Friday, December 17, 2010


These two years, and the years ahead will see a proliferation of drugs to fine tune anticoagulation. Last year, we saw the release of the Re-Ly data, showing that dabigatran was superior to warfarin in preventing strokes in patients with Atrial Fibrillation ( more later ). This year, we see a well orchestrated presentation, on 15th Nov in AHA Chicago, of the data on the ROCKET-AF trial ( nothing to do with DAP ), comparing Rivaroxaban with Warfarin, for stroke prevention in patients with Atrial Fibrillation. Rivaroxaban was non-inferior to warfarin in this aspect, in ROCKET-AF. Well, obviously good drugs attract imitators. There is a whole host of "-xabans" on the way. Trials are under way with Apixaban, Edoxaban, TAK-442 ( only a Jap company will do this name ), Betrixaban, and Darexaban. These are the few in the pipeline that I could find. Of course, Dabigatran had a predecessor called ximelagatran, which which was studied and then withdrawn, in view of a hepato-toxic side effect. Dabigatran remains the sole member now of the "-gatran" family. For how long we do not know. There are a few problems with dabigatran. More of that later.
It must be noted that the dabigatran is a competitive thrombin inhibitor, quite unlike the "-xabans" which are direct Factor Xa inhibitors. They are both anti-coagulants but working on different pathways.
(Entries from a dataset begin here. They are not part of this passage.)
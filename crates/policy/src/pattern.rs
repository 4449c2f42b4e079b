//! Glob patterns over step IDs
//!
//! `*` matches any run of characters, `:` included, and `?` matches exactly
//! one character. Everything else is literal. Patterns always match the
//! whole ID.

use crate::error::{Error, Result};
use regex::Regex;
use serde::{Deserialize, Serialize};
use std::fmt;

#[derive(Clone, Serialize, Deserialize)]
#[serde(try_from = "String", into = "String")]
pub struct Pattern {
    source: String,
    regex: Regex,
}

impl Pattern {
    pub fn new(source: impl Into<String>) -> Result<Self> {
        let source = source.into();
        if source.trim().is_empty() {
            return Err(Error::EmptyPattern);
        }

        let mut expr = String::with_capacity(source.len() + 8);
        expr.push('^');
        for c in source.chars() {
            match c {
                '*' => expr.push_str(".*"),
                '?' => expr.push('.'),
                c => expr.push_str(&regex::escape(c.encode_utf8(&mut [0; 4]))),
            }
        }
        expr.push('$');

        let regex = Regex::new(&expr).map_err(|e| Error::InvalidPattern {
            pattern: source.clone(),
            source: e,
        })?;
        Ok(Self { source, regex })
    }

    pub fn as_str(&self) -> &str {
        &self.source
    }

    pub fn matches(&self, id: &str) -> bool {
        self.regex.is_match(id)
    }
}

impl PartialEq for Pattern {
    fn eq(&self, other: &Self) -> bool {
        self.source == other.source
    }
}

impl Eq for Pattern {}

impl fmt::Debug for Pattern {
    fn fmt(&self, f: &mut fmt::Formatter<'_>) -> fmt::Result {
        f.debug_tuple("Pattern").field(&self.source).finish()
    }
}

impl fmt::Display for Pattern {
    fn fmt(&self, f: &mut fmt::Formatter<'_>) -> fmt::Result {
        f.write_str(&self.source)
    }
}

impl TryFrom<String> for Pattern {
    type Error = Error;

    fn try_from(value: String) -> Result<Self> {
        Self::new(value)
    }
}

impl From<Pattern> for String {
    fn from(pattern: Pattern) -> Self {
        pattern.source
    }
}
//! Step trait for declarative state management
//!
//! A Step is the atomic unit of configuration intent. Providers translate a
//! configuration section into steps; the planner and executor only ever see
//! the [`Step`] trait, so new providers can be added without touching the
//! engine.

use crate::context::{ExplainContext, RunContext};
use crate::diff::Diff;
use crate::id::StepId;
use crate::types::{Explanation, LockInfo, StepStatus};
use anyhow::Result;
use std::fmt;
use std::sync::Arc;

/// Core trait for declarative steps
///
/// Every step provides:
/// - Identity and dependencies (`id`, `depends_on`)
/// - A side-effect-free state inspection (`check`, `plan`)
/// - State convergence (`apply`)
/// - Presentation (`explain`)
///
/// Optional capabilities are discovered through the `as_*` queries rather
/// than through subtyping.
///
/// # Example
///
/// ```ignore
/// use declarative::{Diff, Explanation, ExplainContext, RunContext, Step, StepId, StepStatus};
///
/// #[derive(Debug)]
/// struct Marker { id: StepId, path: std::path::PathBuf }
///
/// impl Step for Marker {
///     fn id(&self) -> &StepId { &self.id }
///     fn depends_on(&self) -> &[StepId] { &[] }
///
///     fn check(&self, _ctx: &RunContext) -> anyhow::Result<StepStatus> {
///         Ok(if self.path.exists() { StepStatus::Satisfied } else { StepStatus::NeedsApply })
///     }
///
///     fn plan(&self, _ctx: &RunContext) -> anyhow::Result<Diff> {
///         Ok(Diff::add("file", self.path.display().to_string(), None))
///     }
///
///     fn apply(&self, _ctx: &RunContext) -> anyhow::Result<()> {
///         std::fs::write(&self.path, "")?;
///         Ok(())
///     }
///
///     fn explain(&self, _ctx: &ExplainContext) -> Explanation {
///         Explanation::new(format!("Create {}", self.path.display()))
///     }
/// }
/// ```
pub trait Step: Send + Sync + fmt::Debug {
    /// Unique, stable identifier
    fn id(&self) -> &StepId;

    /// Steps that must be applied (or already satisfied) before this one
    fn depends_on(&self) -> &[StepId];

    /// Inspect current state
    ///
    /// Must not change the system and must be safe to call repeatedly.
    /// When an external tool is missing, implementations should report
    /// `NeedsApply` rather than fail.
    fn check(&self, ctx: &RunContext) -> Result<StepStatus>;

    /// Describe what `apply` would change
    fn plan(&self, ctx: &RunContext) -> Result<Diff>;

    /// Bring the system into agreement with this step
    fn apply(&self, ctx: &RunContext) -> Result<()>;

    /// Human-readable explanation (no behavioral contract)
    fn explain(&self, ctx: &ExplainContext) -> Explanation;

    /// External resource this step writes to
    ///
    /// Steps with equal keys are never applied concurrently.
    fn resource_key(&self) -> String {
        self.id().to_string()
    }

    /// Lockable capability
    fn as_lockable(&self) -> Option<&dyn Lockable> {
        None
    }

    /// Versioned capability
    fn as_versioned(&self) -> Option<&dyn Versioned> {
        None
    }

    /// Revertible capability (used for rollback)
    fn as_revertible(&self) -> Option<&dyn Revertible> {
        None
    }
}

/// Steps whose outcome can be pinned in a lockfile
pub trait Lockable {
    fn lock_info(&self) -> Option<LockInfo>;
}

/// Steps that can report what is currently installed
pub trait Versioned {
    /// Installed version, or `None` if not installed
    fn installed_version(&self, ctx: &RunContext) -> Result<Option<String>>;
}

/// Steps that can snapshot external state before `apply`
pub trait Revertible {
    /// Capture the undo data needed to restore the current state
    fn capture(&self, ctx: &RunContext) -> Result<Box<dyn Undo>>;
}

/// Compensating action captured before a step was applied
pub trait Undo: Send + fmt::Debug {
    /// Restore the captured state
    fn undo(&self) -> Result<()>;

    /// Short description of what `undo` restores
    fn describe(&self) -> String;
}

/// A boxed step as produced by providers
pub type BoxedStep = Box<dyn Step>;

/// A shared step as stored in graphs and plans
pub type SharedStep = Arc<dyn Step>;
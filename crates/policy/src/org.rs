//! Organizational policy: required and forbidden steps, with expiring overrides

use crate::error::{Error, Result};
use crate::pattern::Pattern;
use chrono::{NaiveDate, Utc};
use declarative::{StepGraph, StepId};
use serde::{Deserialize, Serialize};
use std::fmt;
use std::fs;
use std::path::Path;

/// How findings are reported
#[derive(Debug, Clone, Copy, Default, PartialEq, Eq, PartialOrd, Ord, Serialize, Deserialize)]
#[serde(rename_all = "lowercase")]
pub enum Enforcement {
    /// Findings are warnings
    #[default]
    Advisory,
    /// Findings are violations
    Blocking,
}

/// Exemption from a finding, optionally until a date (inclusive)
#[derive(Debug, Clone, PartialEq, Eq, Serialize, Deserialize)]
pub struct Override {
    pub pattern: Pattern,
    pub reason: String,
    #[serde(default, skip_serializing_if = "Option::is_none")]
    pub expires: Option<NaiveDate>,
}

impl Override {
    pub fn is_active(&self, today: NaiveDate) -> bool {
        self.expires.is_none_or(|expires| today <= expires)
    }
}

#[derive(Debug, Clone, Default, PartialEq, Eq, Serialize, Deserialize)]
#[serde(default)]
pub struct OrgPolicy {
    pub name: String,
    pub required: Vec<Pattern>,
    pub forbidden: Vec<Pattern>,
    pub enforcement: Enforcement,
    pub overrides: Vec<Override>,
}

#[derive(Debug, Clone, Copy, PartialEq, Eq)]
pub enum FindingKind {
    /// A step matches a forbidden pattern
    Forbidden,
    /// No step matches a required pattern
    MissingRequired,
}

#[derive(Debug, Clone, PartialEq, Eq)]
pub struct Finding {
    pub kind: FindingKind,
    /// Offending step (forbidden findings only)
    pub id: Option<StepId>,
    pub pattern: String,
}

impl fmt::Display for Finding {
    fn fmt(&self, f: &mut fmt::Formatter<'_>) -> fmt::Result {
        match (&self.kind, &self.id) {
            (FindingKind::Forbidden, Some(id)) => {
                write!(f, "{id} is forbidden (matches '{}')", self.pattern)
            }
            _ => write!(f, "required '{}' is not configured", self.pattern),
        }
    }
}

#[derive(Debug, Clone, PartialEq, Eq)]
pub struct OverriddenFinding {
    pub finding: Finding,
    pub reason: String,
}

#[derive(Debug, Clone, Default, PartialEq, Eq)]
pub struct OrgReport {
    /// Findings under blocking enforcement
    pub violations: Vec<Finding>,
    /// Findings under advisory enforcement
    pub warnings: Vec<Finding>,
    /// Findings suppressed by an active override
    pub overridden: Vec<OverriddenFinding>,
}

impl OrgReport {
    pub fn is_blocking(&self) -> bool {
        !self.violations.is_empty()
    }

    pub fn is_clean(&self) -> bool {
        self.violations.is_empty() && self.warnings.is_empty()
    }
}

impl OrgPolicy {
    /// Field-wise merge: first non-empty name, de-duplicated union of
    /// required and forbidden, strictest enforcement, all overrides
    pub fn merge<'a>(policies: impl IntoIterator<Item = &'a OrgPolicy>) -> Self {
        let mut merged = Self::default();
        for policy in policies {
            if merged.name.is_empty() {
                merged.name.clone_from(&policy.name);
            }
            for pattern in &policy.required {
                if !merged.required.contains(pattern) {
                    merged.required.push(pattern.clone());
                }
            }
            for pattern in &policy.forbidden {
                if !merged.forbidden.contains(pattern) {
                    merged.forbidden.push(pattern.clone());
                }
            }
            merged.enforcement = merged.enforcement.max(policy.enforcement);
            merged.overrides.extend(policy.overrides.iter().cloned());
        }
        merged
    }

    pub fn is_empty(&self) -> bool {
        self.required.is_empty() && self.forbidden.is_empty()
    }

    pub fn load(path: &Path) -> Result<Self> {
        let content = fs::read_to_string(path).map_err(|source| Error::Read {
            path: path.to_path_buf(),
            source,
        })?;
        let policy: Self = serde_yaml::from_str(&content).map_err(|source| Error::Parse {
            path: path.to_path_buf(),
            source,
        })?;
        log::debug!(
            "Loaded org policy '{}' from {} ({} required, {} forbidden)",
            policy.name,
            path.display(),
            policy.required.len(),
            policy.forbidden.len()
        );
        Ok(policy)
    }

    pub fn evaluate<'a>(&self, ids: impl IntoIterator<Item = &'a StepId>) -> OrgReport {
        self.evaluate_at(ids, Utc::now().date_naive())
    }

    pub fn evaluate_graph(&self, graph: &StepGraph) -> OrgReport {
        self.evaluate(graph.order())
    }

    /// Evaluate with an explicit date for override expiry
    pub fn evaluate_at<'a>(
        &self,
        ids: impl IntoIterator<Item = &'a StepId>,
        today: NaiveDate,
    ) -> OrgReport {
        let ids: Vec<&StepId> = ids.into_iter().collect();
        let active: Vec<&Override> = self
            .overrides
            .iter()
            .filter(|o| {
                let active = o.is_active(today);
                if !active {
                    log::debug!("Ignoring expired override '{}'", o.pattern);
                }
                active
            })
            .collect();

        let mut findings: Vec<(Finding, Option<&Override>)> = Vec::new();

        for id in &ids {
            if let Some(pattern) = self.forbidden.iter().find(|p| p.matches(id.as_str())) {
                let exemption = active
                    .iter()
                    .copied()
                    .find(|o| o.pattern.matches(id.as_str()));
                findings.push((
                    Finding {
                        kind: FindingKind::Forbidden,
                        id: Some((*id).clone()),
                        pattern: pattern.to_string(),
                    },
                    exemption,
                ));
            }
        }

        for pattern in &self.required {
            if ids.iter().any(|id| pattern.matches(id.as_str())) {
                continue;
            }
            let exemption = active
                .iter()
                .copied()
                .find(|o| o.pattern.as_str() == pattern.as_str());
            findings.push((
                Finding {
                    kind: FindingKind::MissingRequired,
                    id: None,
                    pattern: pattern.to_string(),
                },
                exemption,
            ));
        }

        let mut report = OrgReport::default();
        for (finding, exemption) in findings {
            match exemption {
                Some(o) => report.overridden.push(OverriddenFinding {
                    finding,
                    reason: o.reason.clone(),
                }),
                None if self.enforcement == Enforcement::Blocking => {
                    report.violations.push(finding);
                }
                None => report.warnings.push(finding),
            }
        }
        report
    }
}
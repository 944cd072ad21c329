use std::time::Duration;

use org_settings_core::DEFAULT_DEBOUNCE_MS;

#[derive(Debug, Clone)]
pub struct ApiSettings {
    /// Base URL of the API; `v1/organizations/...` is appended.
    pub base_url: String,
    pub connect_timeout: Duration,
    pub request_timeout: Duration,
    pub max_logo_bytes: u64,
    /// Size of the body chunks a logo is streamed in; one progress tick per chunk.
    pub upload_chunk_bytes: usize,
}

impl Default for ApiSettings {
    fn default() -> Self {
        Self {
            base_url: "http://localhost:8080/api/".to_string(),
            connect_timeout: Duration::from_secs(10),
            request_timeout: Duration::from_secs(30),
            max_logo_bytes: 5 * 1024 * 1024,
            upload_chunk_bytes: 64 * 1024,
        }
    }
}

#[derive(Debug, Clone)]
pub struct EngineSettings {
    pub org_id: String,
    pub debounce_interval: Duration,
    pub api: ApiSettings,
}

impl EngineSettings {
    pub fn new(org_id: impl Into<String>) -> Self {
        Self {
            org_id: org_id.into(),
            debounce_interval: Duration::from_millis(DEFAULT_DEBOUNCE_MS),
            api: ApiSettings::default(),
        }
    }
}
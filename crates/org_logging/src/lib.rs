#![deny(missing_docs)]
//! Shared logging utilities for the org settings workspace.
//!
//! This crate provides the `org_*` logging macros used across the codebase,
//! the logger setup used by the driver binary, and a minimal test initializer
//! for the global logger.

use std::fs::File;
use std::path::{Path, PathBuf};

use log::LevelFilter;
use simplelog::{
    ColorChoice, CombinedLogger, Config, ConfigBuilder, SharedLogger, TermLogger, TerminalMode,
    WriteLogger,
};

/// Logs a trace-level message using the global logging facade.
#[macro_export]
macro_rules! org_trace {
    ($($arg:tt)*) => {{
        log::trace!($($arg)*);
    }};
}

/// Logs a debug-level message using the global logging facade.
#[macro_export]
macro_rules! org_debug {
    ($($arg:tt)*) => {{
        log::debug!($($arg)*);
    }};
}

/// Logs an info-level message using the global logging facade.
#[macro_export]
macro_rules! org_info {
    ($($arg:tt)*) => {{
        log::info!($($arg)*);
    }};
}

/// Logs a warn-level message using the global logging facade.
#[macro_export]
macro_rules! org_warn {
    ($($arg:tt)*) => {{
        log::warn!($($arg)*);
    }};
}

/// Logs an error-level message using the global logging facade.
#[macro_export]
macro_rules! org_error {
    ($($arg:tt)*) => {{
        log::error!($($arg)*);
    }};
}

/// Destination for log output.
#[derive(Debug, Clone, PartialEq, Eq)]
pub enum LogDestination {
    /// Write to the given log file.
    File(PathBuf),
    /// Write to the terminal (stderr for warnings and errors).
    Terminal,
    /// Write to both the given file and the terminal.
    Both(PathBuf),
}

impl LogDestination {
    /// Parses a destination name as used in config files: `file`, `terminal` or `both`.
    ///
    /// File destinations write to `log_path`. Unknown names yield `None`.
    pub fn parse(name: &str, log_path: &Path) -> Option<Self> {
        match name.trim().to_ascii_lowercase().as_str() {
            "file" => Some(Self::File(log_path.to_path_buf())),
            "terminal" => Some(Self::Terminal),
            "both" => Some(Self::Both(log_path.to_path_buf())),
            _ => None,
        }
    }
}

/// Initializes the global logger with the specified destination and level.
///
/// A file that cannot be created is reported on stderr and skipped; the
/// remaining loggers are still installed. Calling this twice is harmless.
pub fn initialize(destination: LogDestination, level: LevelFilter) {
    let config = build_config();

    let loggers: Vec<Box<dyn SharedLogger>> = match destination {
        LogDestination::File(path) => create_file_logger(&path, level, config)
            .into_iter()
            .collect(),
        LogDestination::Terminal => vec![terminal_logger(level, config)],
        LogDestination::Both(path) => {
            let mut loggers = vec![terminal_logger(level, config.clone())];
            if let Some(file_logger) = create_file_logger(&path, level, config) {
                loggers.push(file_logger);
            }
            loggers
        }
    };

    if loggers.is_empty() {
        return;
    }
    let _ = CombinedLogger::init(loggers);
}

/// Initializes a simple terminal logger for use in unit tests.
///
/// This safely no-ops if another logger has already been initialized.
pub fn initialize_for_tests() {
    // Use debug level in debug builds, info in release builds.
    let level = if cfg!(debug_assertions) {
        LevelFilter::Debug
    } else {
        LevelFilter::Info
    };

    // Ignore the error if a logger was already set by another test.
    let _ = CombinedLogger::init(vec![TermLogger::new(
        level,
        Config::default(),
        TerminalMode::Mixed,
        ColorChoice::Auto,
    )]);
}

fn build_config() -> Config {
    ConfigBuilder::new()
        .set_time_format_rfc3339()
        .set_target_level(LevelFilter::Error)
        .build()
}

fn terminal_logger(level: LevelFilter, config: Config) -> Box<dyn SharedLogger> {
    TermLogger::new(level, config, TerminalMode::Mixed, ColorChoice::Auto)
}

fn create_file_logger(
    path: &Path,
    level: LevelFilter,
    config: Config,
) -> Option<Box<dyn SharedLogger>> {
    match File::create(path) {
        Ok(file) => Some(WriteLogger::new(level, config, file)),
        Err(err) => {
            eprintln!("Warning: Could not create log file at {:?}: {}", path, err);
            None
        }
    }
}

#[cfg(test)]
mod tests {
    use super::*;

    #[test]
    fn destination_names_parse_case_insensitively() {
        let path = Path::new("settings.log");
        assert_eq!(
            LogDestination::parse("File", path),
            Some(LogDestination::File(path.to_path_buf()))
        );
        assert_eq!(
            LogDestination::parse(" terminal ", path),
            Some(LogDestination::Terminal)
        );
        assert_eq!(
            LogDestination::parse("BOTH", path),
            Some(LogDestination::Both(path.to_path_buf()))
        );
        assert_eq!(LogDestination::parse("syslog", path), None);
    }

    #[test]
    fn file_logger_is_skipped_when_directory_is_missing() {
        let temp = tempfile::TempDir::new().unwrap();
        let missing = temp.path().join("nope").join("settings.log");
        assert!(create_file_logger(&missing, LevelFilter::Info, build_config()).is_none());

        let present = temp.path().join("settings.log");
        assert!(create_file_logger(&present, LevelFilter::Info, build_config()).is_some());
        assert!(present.exists());
    }
}
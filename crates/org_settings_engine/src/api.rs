use std::path::Path;

use bytes::Bytes;
use futures_util::StreamExt;
use org_logging::{org_debug, org_info};
use org_settings_core::{FieldEditIntent, OrgSnapshot, UploadProgress};
use reqwest::header::CONTENT_TYPE;
use reqwest::multipart::{Form, Part};
use reqwest::{Body, Url};
use serde::de::DeserializeOwned;
use serde::{Deserialize, Serialize};

use crate::{ApiError, ApiSettings, FailureKind, UploadOutput};

/// Receives byte-level progress of a running upload.
pub trait ProgressSink: Send + Sync {
    fn emit(&self, progress: UploadProgress);
}

#[async_trait::async_trait]
pub trait OrgApi: Send + Sync {
    async fn fetch_org(&self, org_id: &str) -> Result<OrgSnapshot, ApiError>;

    async fn save_field(&self, intent: &FieldEditIntent) -> Result<(), ApiError>;
}

/// The external upload operation observed by the relay.
#[async_trait::async_trait]
pub trait LogoUploader: Send + Sync {
    async fn upload_logo(
        &self,
        org_id: &str,
        file: LogoFile,
        sink: &dyn ProgressSink,
    ) -> Result<UploadOutput, ApiError>;
}

/// Everything the engine needs from the organization service.
pub trait OrgBackend: OrgApi + LogoUploader {}

impl<T: OrgApi + LogoUploader + ?Sized> OrgBackend for T {}

#[derive(Debug, Clone, PartialEq, Eq)]
pub struct LogoFile {
    pub file_name: String,
    pub content_type: String,
    pub bytes: Bytes,
}

impl LogoFile {
    pub fn new(file_name: impl Into<String>, bytes: impl Into<Bytes>) -> Self {
        let file_name = file_name.into();
        Self {
            content_type: content_type_for(&file_name).to_string(),
            file_name,
            bytes: bytes.into(),
        }
    }

    /// Reads the file at `path`. Files above `max_bytes` are rejected from
    /// their metadata without being read.
    pub async fn read(path: &Path, max_bytes: u64) -> Result<Self, ApiError> {
        let io_error = |err: std::io::Error| {
            ApiError::new(FailureKind::Io, format!("{}: {err}", path.display()))
        };
        let file_name = path
            .file_name()
            .map(|name| name.to_string_lossy().into_owned())
            .unwrap_or_else(|| "logo".to_string());

        let actual = tokio::fs::metadata(path).await.map_err(io_error)?.len();
        check_logo_size(&file_name, actual, max_bytes)?;
        let bytes = tokio::fs::read(path).await.map_err(io_error)?;
        Ok(Self::new(file_name, bytes))
    }

    pub(crate) fn len(&self) -> u64 {
        self.bytes.len() as u64
    }
}

fn check_logo_size(file_name: &str, actual: u64, max_bytes: u64) -> Result<(), ApiError> {
    if actual > max_bytes {
        return Err(ApiError::new(
            FailureKind::TooLarge { max_bytes, actual },
            file_name,
        ));
    }
    Ok(())
}

fn content_type_for(file_name: &str) -> &'static str {
    let extension = Path::new(file_name)
        .extension()
        .map(|ext| ext.to_string_lossy().to_ascii_lowercase());
    match extension.as_deref() {
        Some("png") => "image/png",
        Some("jpg" | "jpeg") => "image/jpeg",
        Some("gif") => "image/gif",
        Some("svg") => "image/svg+xml",
        Some("webp") => "image/webp",
        _ => "application/octet-stream",
    }
}

#[derive(Deserialize)]
struct Envelope<T> {
    data: T,
}

#[derive(Deserialize)]
#[serde(rename_all = "camelCase")]
struct OrgDto {
    id: String,
    #[serde(default)]
    name: String,
    website: Option<String>,
    email: Option<String>,
    logo_url: Option<String>,
}

#[derive(Deserialize)]
#[serde(rename_all = "camelCase")]
struct LogoDto {
    logo_url: Option<String>,
}

#[derive(Serialize)]
struct SaveOrgRequest<'a> {
    id: &'a str,
    #[serde(skip_serializing_if = "Option::is_none")]
    name: Option<&'a str>,
    #[serde(skip_serializing_if = "Option::is_none")]
    website: Option<&'a str>,
    #[serde(skip_serializing_if = "Option::is_none")]
    email: Option<&'a str>,
}

impl<'a> SaveOrgRequest<'a> {
    fn from_intent(intent: &'a FieldEditIntent) -> Self {
        use org_settings_core::Field;

        let value = Some(intent.value.as_str());
        let mut request = Self {
            id: &intent.org_id,
            name: None,
            website: None,
            email: None,
        };
        match intent.field {
            Field::Name => request.name = value,
            Field::Website => request.website = value,
            Field::Email => request.email = value,
        }
        request
    }
}

#[derive(Debug, Clone)]
pub struct ReqwestOrgApi {
    settings: ApiSettings,
    client: reqwest::Client,
}

impl ReqwestOrgApi {
    pub fn new(settings: ApiSettings) -> Result<Self, ApiError> {
        Url::parse(&settings.base_url)
            .map_err(|err| ApiError::new(FailureKind::InvalidUrl, err.to_string()))?;
        let client = reqwest::Client::builder()
            .connect_timeout(settings.connect_timeout)
            .timeout(settings.request_timeout)
            .build()
            .map_err(|err| ApiError::new(FailureKind::Network, err.to_string()))?;
        Ok(Self { settings, client })
    }

    /// `{base}/v1/organizations/{org_id}[/{tail}]`, with the id percent-encoded.
    fn endpoint(&self, org_id: &str, tail: Option<&str>) -> Result<Url, ApiError> {
        let mut url = Url::parse(&self.settings.base_url)
            .map_err(|err| ApiError::new(FailureKind::InvalidUrl, err.to_string()))?;
        {
            let mut segments = url.path_segments_mut().map_err(|_| {
                ApiError::new(FailureKind::InvalidUrl, "base url cannot carry a path")
            })?;
            segments.pop_if_empty().extend(["v1", "organizations", org_id]);
            if let Some(tail) = tail {
                segments.push(tail);
            }
        }
        Ok(url)
    }
}

#[async_trait::async_trait]
impl OrgApi for ReqwestOrgApi {
    async fn fetch_org(&self, org_id: &str) -> Result<OrgSnapshot, ApiError> {
        let url = self.endpoint(org_id, None)?;
        let response = self
            .client
            .get(url)
            .send()
            .await
            .map_err(map_reqwest_error)?;
        let org: OrgDto = read_envelope(response).await?;
        Ok(OrgSnapshot {
            id: org.id,
            name: org.name,
            website: org.website,
            email: org.email,
            logo_url: org.logo_url,
        })
    }

    async fn save_field(&self, intent: &FieldEditIntent) -> Result<(), ApiError> {
        let url = self.endpoint(&intent.org_id, None)?;
        let body = serde_json::to_vec(&SaveOrgRequest::from_intent(intent))
            .map_err(|err| ApiError::new(FailureKind::InvalidResponse, err.to_string()))?;
        org_debug!("PUT {} field={}", url, intent.field);
        let response = self
            .client
            .put(url)
            .header(CONTENT_TYPE, "application/json")
            .body(body)
            .send()
            .await
            .map_err(map_reqwest_error)?;
        check_status(&response)?;
        Ok(())
    }
}

#[async_trait::async_trait]
impl LogoUploader for ReqwestOrgApi {
    async fn upload_logo(
        &self,
        org_id: &str,
        file: LogoFile,
        sink: &dyn ProgressSink,
    ) -> Result<UploadOutput, ApiError> {
        let total = file.len();
        check_logo_size(&file.file_name, total, self.settings.max_logo_bytes)?;

        let url = self.endpoint(org_id, Some("logo"))?;
        let chunk_len = self.settings.upload_chunk_bytes.max(1);
        let chunks: Vec<Bytes> = (0..file.bytes.len())
            .step_by(chunk_len)
            .map(|start| {
                let end = (start + chunk_len).min(file.bytes.len());
                file.bytes.slice(start..end)
            })
            .collect();

        // Ticks are produced as the client pulls body chunks.
        let (progress_tx, mut progress_rx) = tokio::sync::mpsc::unbounded_channel();
        let mut sent = 0u64;
        let body = futures_util::stream::iter(chunks).map(move |chunk| {
            sent += chunk.len() as u64;
            let _ = progress_tx.send(UploadProgress::new(sent, total));
            Ok::<Bytes, std::io::Error>(chunk)
        });

        let part = Part::stream_with_length(Body::wrap_stream(body), total)
            .file_name(file.file_name.clone())
            .mime_str(&file.content_type)
            .map_err(map_reqwest_error)?;
        let form = Form::new().part("file", part);

        org_info!(
            "Uploading logo {} ({} bytes) for org {}",
            file.file_name,
            total,
            org_id
        );
        let request = self.client.post(url).multipart(form).send();
        tokio::pin!(request);
        let response = loop {
            tokio::select! {
                Some(progress) = progress_rx.recv() => sink.emit(progress),
                result = &mut request => break result.map_err(map_reqwest_error)?,
            }
        };
        while let Ok(progress) = progress_rx.try_recv() {
            sink.emit(progress);
        }

        let logo: LogoDto = read_envelope(response).await?;
        let logo_url = logo.logo_url.ok_or_else(|| {
            ApiError::new(FailureKind::InvalidResponse, "response carries no logoUrl")
        })?;
        Ok(UploadOutput {
            logo_url,
            bytes_sent: total,
        })
    }
}

fn check_status(response: &reqwest::Response) -> Result<(), ApiError> {
    let status = response.status();
    if status.is_success() {
        Ok(())
    } else {
        Err(ApiError::new(
            FailureKind::HttpStatus(status.as_u16()),
            status.to_string(),
        ))
    }
}

async fn read_envelope<T: DeserializeOwned>(response: reqwest::Response) -> Result<T, ApiError> {
    check_status(&response)?;
    let body = response.bytes().await.map_err(map_reqwest_error)?;
    let envelope: Envelope<T> = serde_json::from_slice(&body)
        .map_err(|err| ApiError::new(FailureKind::InvalidResponse, err.to_string()))?;
    Ok(envelope.data)
}

fn map_reqwest_error(err: reqwest::Error) -> ApiError {
    if err.is_timeout() {
        return ApiError::new(FailureKind::Timeout, err.to_string());
    }
    ApiError::new(FailureKind::Network, err.to_string())
}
Dabigatran in Re-Ly was shown to be superior to warfarin, in preventing strokes. That is the gist of the results of the Re-Ly trial. But a closer look at the analysis, revealed that both in the warfarin arm and the dabigatran arm of Re-Ly, the optimal PT-INR was achieved in the minority of the patients. Basically, proper anti-coagulation, may not have been achieved. If we sub-analyse the population with optimal PT-INR in both arms, dabigatran anti-coagulation was no longer superior to warfarin. But then this is a subgroup analysis. Also, the other troubling thought about dabigatran seemed to be a slight increase in the number of heart attacks in the dabigatran arm, although the total cardiac mortality was the same. An increase in heart attack rates is worrying. There is also the 10% side effects of dyspepsia with dabigatran. Of course, as always, there is the issue of cost. Dabigatran costs much more than warfarin. However, in a costing analysis, if you take into account closer monitoring with warfarin, intra-cranial bleeds and repeat hospitalisation with warfarin, the total cost analysis seem to favour dabigatran. At least that is what the Re-Ly investigators will have us believe. Obviously, they managed to persuade the FDA, as dabigatran is FDA approved for use in Atrial Fibrillation and DVT.
Rivaroxaban, dont seem to have some of the dabigatran problems. Dyspepsia is less, and heart attack rates are the same in the rivaroxaban arm and warfarin arm. However, the ROCKET-AF study is a smaller one, and may not be as definitive as the Re-Ly study.
It is true that good old warfarin ( rat poison ), is a very fussy drug. It is cheap ( that is about its only selling point ) and it is effective. But it does have significant side effects, the worse of which is intra-cranial hemorrhage. It also interacts with hundreds of other drugs and also veges, fruits and meat. It is rather difficult to maintain a good and reliable therapeutic level, avoiding bleeding at the same time. But it can be done, and the cost savings are substantial.
I would like to spend a few lines to dwell into this issue of cost. Can a developing nation like ours afford to use a drug that cost RM 15 daily, for lifelong to replace a drug that cost about RM 2 daily?, in an attempt to prevent a stroke for every 1-2000 treated? Of course ( as always ), if you are the one stroked out, you will say yes. but if you are those well controlled, you will probably count the RM 450 monthly expenditure on dabigatran, and tell me no ( as some of my patients have ). A tough one. I wonder what the UK NICE will decide. Will they make dabigatran available for NHS patients?
Anyway, there are more "-xabans " coming. Maybe that will bring the price down.
For the moment, all my AF patients are still on warfarin and close monitoring.